### Work task
Check each line of the entries. Copy the ones that contain the string "ModelError".
============
//! Error types for model definitions and configuration.

use thiserror::Error;

/// Errors raised while building or configuring note types.
#[derive(Debug, Error)]
pub enum ModelError {
    /// A field name that the model does not declare.
    #[error("model `{model}` has no field named `{field}`")]
    UnknownField { model: String, field: String },

    /// A stock model name that is not registered.
    #[error("no note type named `{0}` is registered")]
    UnknownModel(String),

    #[error("invalid deck configuration: {0}")]
    Config(#[from] toml::de::Error),

    #[error("failed to encode deck configuration: {0}")]
    ConfigEncode(#[from] toml::ser::Error),

    #[error("failed to read deck configuration: {0}")]
    Io(#[from] std::io::Error),
}

pub type ModelResult<T> = std::result::Result<T, ModelError>;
============
### Task result
pub enum ModelError {
pub type ModelResult<T> = std::result::Result<T, ModelError>;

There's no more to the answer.